+++ RECORDS FOR PROCESSING

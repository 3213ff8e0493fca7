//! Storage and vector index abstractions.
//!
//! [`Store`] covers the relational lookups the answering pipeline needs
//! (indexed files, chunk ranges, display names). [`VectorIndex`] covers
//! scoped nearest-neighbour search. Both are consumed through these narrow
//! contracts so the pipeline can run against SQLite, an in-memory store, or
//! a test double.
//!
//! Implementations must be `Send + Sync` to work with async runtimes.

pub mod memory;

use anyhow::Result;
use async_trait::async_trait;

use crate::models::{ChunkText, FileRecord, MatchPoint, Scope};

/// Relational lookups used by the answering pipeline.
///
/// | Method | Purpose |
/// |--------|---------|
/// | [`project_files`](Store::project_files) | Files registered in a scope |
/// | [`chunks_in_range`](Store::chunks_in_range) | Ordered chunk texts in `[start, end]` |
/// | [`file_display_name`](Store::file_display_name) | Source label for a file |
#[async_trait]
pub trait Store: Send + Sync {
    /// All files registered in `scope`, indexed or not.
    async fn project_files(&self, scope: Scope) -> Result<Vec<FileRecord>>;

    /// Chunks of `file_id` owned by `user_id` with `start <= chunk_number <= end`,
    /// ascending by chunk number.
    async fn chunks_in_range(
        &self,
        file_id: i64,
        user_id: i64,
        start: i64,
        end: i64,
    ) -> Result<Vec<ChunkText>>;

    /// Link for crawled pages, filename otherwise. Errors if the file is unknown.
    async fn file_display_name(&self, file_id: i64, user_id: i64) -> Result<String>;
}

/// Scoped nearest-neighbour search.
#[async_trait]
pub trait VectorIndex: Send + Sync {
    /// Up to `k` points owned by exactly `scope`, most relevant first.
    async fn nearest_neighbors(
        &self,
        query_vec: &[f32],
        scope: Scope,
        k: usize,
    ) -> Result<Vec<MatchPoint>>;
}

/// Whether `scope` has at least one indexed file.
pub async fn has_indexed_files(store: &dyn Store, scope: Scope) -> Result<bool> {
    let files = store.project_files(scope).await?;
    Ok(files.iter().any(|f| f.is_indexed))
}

++++++

* DESCRIPTION OF THE TASK *
Using the listing above, work out the number of lines that include "FileRecord". The reply is that number alone.

* ANSWER TO THIS EXERCISE *
2